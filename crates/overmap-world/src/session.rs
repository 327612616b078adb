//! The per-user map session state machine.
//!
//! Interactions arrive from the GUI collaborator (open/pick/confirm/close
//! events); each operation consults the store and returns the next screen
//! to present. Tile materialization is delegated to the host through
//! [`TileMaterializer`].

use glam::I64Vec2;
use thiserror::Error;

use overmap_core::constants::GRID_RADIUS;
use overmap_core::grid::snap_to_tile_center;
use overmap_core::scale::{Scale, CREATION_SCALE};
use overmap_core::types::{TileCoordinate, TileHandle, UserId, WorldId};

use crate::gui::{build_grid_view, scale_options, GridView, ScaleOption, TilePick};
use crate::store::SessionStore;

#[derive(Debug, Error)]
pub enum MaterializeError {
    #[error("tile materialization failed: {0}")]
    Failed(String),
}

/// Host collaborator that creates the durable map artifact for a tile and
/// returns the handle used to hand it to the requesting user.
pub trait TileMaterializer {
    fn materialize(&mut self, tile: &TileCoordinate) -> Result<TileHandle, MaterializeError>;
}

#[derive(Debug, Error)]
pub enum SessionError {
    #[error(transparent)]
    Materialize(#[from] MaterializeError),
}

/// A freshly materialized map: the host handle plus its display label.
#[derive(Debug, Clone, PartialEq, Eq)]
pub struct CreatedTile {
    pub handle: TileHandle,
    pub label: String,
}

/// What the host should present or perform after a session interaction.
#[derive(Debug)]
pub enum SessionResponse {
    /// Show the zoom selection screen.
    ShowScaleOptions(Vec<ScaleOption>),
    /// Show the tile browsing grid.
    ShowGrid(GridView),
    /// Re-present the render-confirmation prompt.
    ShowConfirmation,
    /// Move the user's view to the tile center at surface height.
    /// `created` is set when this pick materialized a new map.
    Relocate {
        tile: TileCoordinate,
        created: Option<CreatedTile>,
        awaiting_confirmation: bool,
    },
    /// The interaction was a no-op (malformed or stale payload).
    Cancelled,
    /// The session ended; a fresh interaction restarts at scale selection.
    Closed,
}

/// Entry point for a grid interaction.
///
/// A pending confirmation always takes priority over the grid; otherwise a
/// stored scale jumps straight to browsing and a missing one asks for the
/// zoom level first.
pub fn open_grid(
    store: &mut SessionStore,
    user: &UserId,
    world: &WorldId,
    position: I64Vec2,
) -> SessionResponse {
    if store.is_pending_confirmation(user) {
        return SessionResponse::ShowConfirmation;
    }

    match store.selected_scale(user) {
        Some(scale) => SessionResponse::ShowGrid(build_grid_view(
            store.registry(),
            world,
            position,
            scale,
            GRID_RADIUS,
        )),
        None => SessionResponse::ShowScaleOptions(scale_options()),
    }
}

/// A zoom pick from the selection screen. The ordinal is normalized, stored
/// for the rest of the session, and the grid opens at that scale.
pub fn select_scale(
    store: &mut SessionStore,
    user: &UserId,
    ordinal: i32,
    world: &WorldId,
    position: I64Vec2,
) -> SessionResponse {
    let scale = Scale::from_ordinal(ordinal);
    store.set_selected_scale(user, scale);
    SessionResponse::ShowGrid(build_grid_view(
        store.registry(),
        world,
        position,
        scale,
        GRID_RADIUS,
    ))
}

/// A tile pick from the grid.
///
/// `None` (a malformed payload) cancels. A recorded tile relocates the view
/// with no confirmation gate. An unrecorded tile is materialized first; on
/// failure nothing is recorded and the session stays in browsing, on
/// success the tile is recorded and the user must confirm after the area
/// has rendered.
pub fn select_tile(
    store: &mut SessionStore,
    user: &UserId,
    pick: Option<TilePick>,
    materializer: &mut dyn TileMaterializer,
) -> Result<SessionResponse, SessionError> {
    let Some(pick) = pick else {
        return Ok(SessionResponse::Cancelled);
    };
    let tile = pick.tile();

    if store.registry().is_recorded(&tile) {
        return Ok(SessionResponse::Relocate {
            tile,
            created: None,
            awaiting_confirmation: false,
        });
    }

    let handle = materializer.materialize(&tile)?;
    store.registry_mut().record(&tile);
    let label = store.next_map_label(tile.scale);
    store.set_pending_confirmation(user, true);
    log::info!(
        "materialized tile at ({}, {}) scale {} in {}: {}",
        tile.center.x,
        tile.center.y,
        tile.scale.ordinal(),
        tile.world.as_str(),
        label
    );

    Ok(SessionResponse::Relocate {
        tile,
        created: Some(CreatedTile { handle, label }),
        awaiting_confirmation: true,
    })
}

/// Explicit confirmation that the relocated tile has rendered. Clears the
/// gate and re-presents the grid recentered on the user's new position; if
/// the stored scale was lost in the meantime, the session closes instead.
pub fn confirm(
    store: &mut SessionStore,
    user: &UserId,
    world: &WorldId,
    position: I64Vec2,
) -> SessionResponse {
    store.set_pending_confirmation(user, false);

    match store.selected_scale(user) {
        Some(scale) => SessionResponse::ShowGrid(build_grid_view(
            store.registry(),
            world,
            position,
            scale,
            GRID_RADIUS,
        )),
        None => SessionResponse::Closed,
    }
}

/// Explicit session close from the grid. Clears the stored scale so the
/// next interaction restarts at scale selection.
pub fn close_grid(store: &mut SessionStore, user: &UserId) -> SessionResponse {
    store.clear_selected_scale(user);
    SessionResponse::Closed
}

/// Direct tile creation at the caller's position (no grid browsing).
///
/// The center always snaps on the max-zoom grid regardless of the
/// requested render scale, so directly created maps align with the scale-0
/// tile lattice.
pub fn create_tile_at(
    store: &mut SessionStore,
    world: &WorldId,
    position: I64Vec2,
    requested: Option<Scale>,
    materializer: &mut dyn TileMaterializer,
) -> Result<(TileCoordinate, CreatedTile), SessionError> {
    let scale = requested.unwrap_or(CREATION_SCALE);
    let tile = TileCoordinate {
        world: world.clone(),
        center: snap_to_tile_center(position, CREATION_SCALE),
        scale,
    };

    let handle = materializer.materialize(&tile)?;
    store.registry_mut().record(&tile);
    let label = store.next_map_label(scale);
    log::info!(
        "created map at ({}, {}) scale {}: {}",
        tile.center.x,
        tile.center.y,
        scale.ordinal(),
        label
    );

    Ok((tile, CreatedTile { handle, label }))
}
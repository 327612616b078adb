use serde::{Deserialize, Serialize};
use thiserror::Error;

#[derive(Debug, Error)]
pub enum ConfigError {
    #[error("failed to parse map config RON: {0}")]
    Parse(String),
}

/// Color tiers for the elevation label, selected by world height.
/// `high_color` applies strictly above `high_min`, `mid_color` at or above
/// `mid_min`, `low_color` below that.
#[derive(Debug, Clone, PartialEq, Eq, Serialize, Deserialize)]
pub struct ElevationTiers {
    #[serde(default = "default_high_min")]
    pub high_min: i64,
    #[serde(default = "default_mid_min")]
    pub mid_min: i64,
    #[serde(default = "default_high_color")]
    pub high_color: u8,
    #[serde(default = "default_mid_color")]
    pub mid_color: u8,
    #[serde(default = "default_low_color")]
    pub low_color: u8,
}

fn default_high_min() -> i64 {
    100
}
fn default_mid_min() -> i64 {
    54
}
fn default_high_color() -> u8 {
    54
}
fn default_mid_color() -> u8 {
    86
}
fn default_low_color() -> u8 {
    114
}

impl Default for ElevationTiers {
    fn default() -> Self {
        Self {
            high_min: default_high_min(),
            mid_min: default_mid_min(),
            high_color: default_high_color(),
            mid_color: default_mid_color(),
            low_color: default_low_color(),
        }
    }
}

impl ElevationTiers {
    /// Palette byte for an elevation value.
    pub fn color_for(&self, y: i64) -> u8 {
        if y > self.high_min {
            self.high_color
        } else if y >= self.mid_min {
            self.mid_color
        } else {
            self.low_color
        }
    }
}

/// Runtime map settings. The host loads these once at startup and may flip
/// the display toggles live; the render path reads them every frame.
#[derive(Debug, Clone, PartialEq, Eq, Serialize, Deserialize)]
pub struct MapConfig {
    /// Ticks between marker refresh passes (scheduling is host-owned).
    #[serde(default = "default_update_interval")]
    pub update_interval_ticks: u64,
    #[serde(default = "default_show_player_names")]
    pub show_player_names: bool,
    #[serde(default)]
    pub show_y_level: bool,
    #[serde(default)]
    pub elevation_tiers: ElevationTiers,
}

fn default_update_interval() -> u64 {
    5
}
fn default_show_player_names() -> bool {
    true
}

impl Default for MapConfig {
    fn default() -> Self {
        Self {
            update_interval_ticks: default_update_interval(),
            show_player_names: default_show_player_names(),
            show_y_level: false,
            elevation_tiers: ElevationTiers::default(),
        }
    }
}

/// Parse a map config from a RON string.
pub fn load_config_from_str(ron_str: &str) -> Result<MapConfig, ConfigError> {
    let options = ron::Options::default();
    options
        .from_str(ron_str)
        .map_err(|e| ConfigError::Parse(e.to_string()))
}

TASK TO CARRY OUT:
Using the data above, transcribe the lines that run from the line with "an elevation value." to the line with "and may flip", both ends kept, and output nothing else.

RESPONSE:
    /// Palette byte for an elevation value.
    pub fn color_for(&self, y: i64) -> u8 {
        if y > self.high_min {
            self.high_color
        } else if y >= self.mid_min {
            self.mid_color
        } else {
            self.low_color
        }
    }
}

/// Runtime map settings. The host loads these once at startup and may flip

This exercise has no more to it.